Gregor seeks refuge from the media and arranges a meeting with the man he must come to terms with, Mark Herries, at the down-at-the-heels Greenwich Village basement apartment of one Basil Anthony. This seemingly incongruous meeting place makes sense when we learn that Basil is actually Vasily Antonescu, Gregor’s estranged son. There is no happy reunion in this story, however.

Basil abhors the actions that allowed his father to grow rich while others suffered, and yet he allows him to meet there.
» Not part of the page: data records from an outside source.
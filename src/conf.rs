// SPDX-License-Identifier: Apache-2.0
// Copyright (C) 2025 Michael Dippery <michael@monkey-robot.com>

//! Configuration file loading.
//!
//! Reddit credentials live in a small TOML file in the working directory:
//!
//! ```toml
//! [credentials]
//! client_id = "your-app-id"
//! client_secret = "your-app-secret"
//! username = "your-reddit-username"
//! password = "your-reddit-password"
//! ```
//!
//! All four keys are required. Any other keys in the section are ignored.

use log::info;
use serde::Deserialize;
use std::path::{Path, PathBuf};
use std::str::FromStr;
use std::{fmt, fs, io};
use thiserror::Error;

/// Name of the configuration file read by the program.
pub const CONFIG_FILE: &str = "config.toml";

/// Credentials for a Reddit "script" app using the OAuth2 password grant.
#[derive(Clone, Deserialize, PartialEq, Eq)]
pub struct Credentials {
    client_id: String,
    client_secret: String,
    username: String,
    password: String,
}

#[derive(Deserialize)]
struct ConfigFile {
    credentials: Credentials,
}

impl Credentials {
    /// Creates a new set of credentials.
    pub fn new(
        client_id: impl Into<String>,
        client_secret: impl Into<String>,
        username: impl Into<String>,
        password: impl Into<String>,
    ) -> Self {
        Self {
            client_id: client_id.into(),
            client_secret: client_secret.into(),
            username: username.into(),
            password: password.into(),
        }
    }

    /// Loads credentials from [`CONFIG_FILE`] in the current directory.
    pub fn load() -> Result<Self, ConfigError> {
        Self::from_file(CONFIG_FILE)
    }

    /// Loads credentials from the configuration file at `path`.
    ///
    /// Returns a [`ConfigError`] if the file cannot be read, or if the
    /// `credentials` section or any of its keys is missing.
    pub fn from_file(path: impl AsRef<Path>) -> Result<Self, ConfigError> {
        info!("Reading config file");
        let path = path.as_ref();
        let contents = fs::read_to_string(path).map_err(|source| ConfigError::Read {
            path: path.to_path_buf(),
            source,
        })?;
        contents.parse()
    }

    /// The app's client ID.
    pub fn client_id(&self) -> &str {
        &self.client_id
    }

    /// The app's client secret.
    pub fn client_secret(&self) -> &str {
        &self.client_secret
    }

    /// Reddit username the app acts as.
    pub fn username(&self) -> &str {
        &self.username
    }

    /// Password for [`username`](Credentials::username).
    pub fn password(&self) -> &str {
        &self.password
    }
}

impl FromStr for Credentials {
    type Err = ConfigError;

    fn from_str(s: &str) -> Result<Self, Self::Err> {
        let config: ConfigFile = toml::from_str(s)?;
        Ok(config.credentials)
    }
}

// Secrets stay out of logs and panic messages.
impl fmt::Debug for Credentials {
    fn fmt(&self, f: &mut fmt::Formatter<'_>) -> fmt::Result {
        f.debug_struct("Credentials")
            .field("client_id", &self.client_id)
            .field("client_secret", &"<redacted>")
            .field("username", &self.username)
            .field("password", &"<redacted>")
            .finish()
    }
}

/// Indicates the configuration file could not be loaded.
#[derive(Debug, Error)]
pub enum ConfigError {
    /// The file is missing or unreadable.
    #[error("Could not read config file {}: {source}", .path.display())]
    Read {
        /// Path that was read.
        path: PathBuf,

        /// Underlying I/O error.
        #[source]
        source: io::Error,
    },

    /// The file is not valid TOML, or a required section or key is absent.
    #[error("Invalid config file: {0}")]
    Parse(#[from] toml::de::Error),
}

#[cfg(test)]
mod tests {
    use super::*;
    use pretty_assertions::assert_eq;

    #[test]
    fn it_loads_all_four_credentials() {
        let credentials = Credentials::from_file("tests/data/config_valid.toml").unwrap();
        let expected = Credentials::new("my-client-id", "my-client-secret", "soccerfan", "hunter2");
        assert_eq!(credentials, expected);
    }

    #[test]
    fn it_does_not_modify_credential_values() {
        let credentials: Credentials = indoc::indoc! {r#"
            [credentials]
            client_id = "  padded id  "
            client_secret = "s3cr3t=="
            username = "User_Name"
            password = "p@ss word"
        "#}
        .parse()
        .unwrap();
        assert_eq!(credentials.client_id(), "  padded id  ");
        assert_eq!(credentials.client_secret(), "s3cr3t==");
        assert_eq!(credentials.username(), "User_Name");
        assert_eq!(credentials.password(), "p@ss word");
    }

    #[test]
    fn it_ignores_unknown_keys() {
        let credentials: Credentials = indoc::indoc! {r#"
            [credentials]
            client_id = "id"
            client_secret = "secret"
            username = "user"
            password = "pass"
            redirect_uri = "http://localhost"
        "#}
        .parse()
        .unwrap();
        assert_eq!(credentials, Credentials::new("id", "secret", "user", "pass"));
    }

    #[test]
    fn it_returns_an_error_if_a_key_is_missing() {
        let err = Credentials::from_file("tests/data/config_missing_password.toml").unwrap_err();
        assert!(matches!(err, ConfigError::Parse(_)));
        assert!(err.to_string().contains("password"), "{err}");
    }

    #[test]
    fn it_returns_an_error_for_each_missing_key() {
        let keys = ["client_id", "client_secret", "username", "password"];
        for missing in keys {
            let config = keys
                .iter()
                .filter(|key| **key != missing)
                .map(|key| format!("{key} = \"value\""))
                .collect::<Vec<_>>()
                .join("\n");
            let config = format!("[credentials]\n{config}\n");
            let result = config.parse::<Credentials>();
            assert!(result.is_err(), "{missing} should be required");
        }
    }

    #[test]
    fn it_returns_an_error_if_the_section_is_missing() {
        let err = Credentials::from_file("tests/data/config_no_section.toml").unwrap_err();
        assert!(matches!(err, ConfigError::Parse(_)));
        assert!(err.to_string().contains("credentials"), "{err}");
    }

    #[test]
    fn it_returns_an_error_if_the_file_is_missing() {
        let err = Credentials::from_file("tests/data/does_not_exist.toml").unwrap_err();
        assert!(matches!(
            err,
            ConfigError::Read { ref source, .. } if source.kind() == io::ErrorKind::NotFound
        ));
    }

    #[test]
    fn it_redacts_secrets_when_debugging() {
        let credentials = Credentials::new("id", "s3cr3t", "user", "hunter2");
        let debug = format!("{credentials:?}");
        assert!(debug.contains("user"));
        assert!(!debug.contains("s3cr3t"));
        assert!(!debug.contains("hunter2"));
    }
}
Gregor repays the filial favor by attempting — there’s no delicate way to put this — to pimp Basil out to Herries, a closeted homosexual, as the strategy for closing the deal.

Conventional thinking would find this shocking, but Gregor is anything but conventional. In fact, he’s a sociopath (one who has made people a great deal of money). No one wants to look too closely at his actions, and what might in other circumstances be seen as depravity is here considered a quirk.

Gregor cares about nothing but winning, and the people in his life find him at once irresistible and repellant. They are unable to disentangle themselves from him, but he engages with them only when they are useful to him. Rattigan’s investigation of the bargains people make and the games they play is fascinating.

Langella is at the height of his game in this role. He is perfectly in control, and every moment is rich in detail –– from the way he holds his hand in his jacket pocket to his gesture flicking a folder to the floor to the subtlety of Gregor’s unfolding plan. He’s so charming and persuasive it’s easy to see how an entire continent could fall under Gregor’s spell, blind to his pathological narcissism.

The supporting cast is very good as well. Zach Grenier is fascinating as Herries, a man who has the upper hand until Gergor finds his fatal flaw. Adam Driver is compelling as Basil, maintaining a strong sense of morality despite his seeming weakness. Michael Siberry, as usual, turns in an accomplished performance as Sven, Gregor’s right hand man, and Brian Hutchinson is appealing as Herrie’s accountant, David Beeston, Gergor’s first victim as the game unfolds.

It’s tempting to see this play through the lens of our own time, and it certainly resonates. Still, it’s more chilling to realize that while the trappings may change, the desire to win — at the expense of others — is as old as civilization. It is in our DNA, this drive to survive. We may be shocked at Gregor’s actions, but we can’t really be surprised. And against all odds, part of us wants him to win.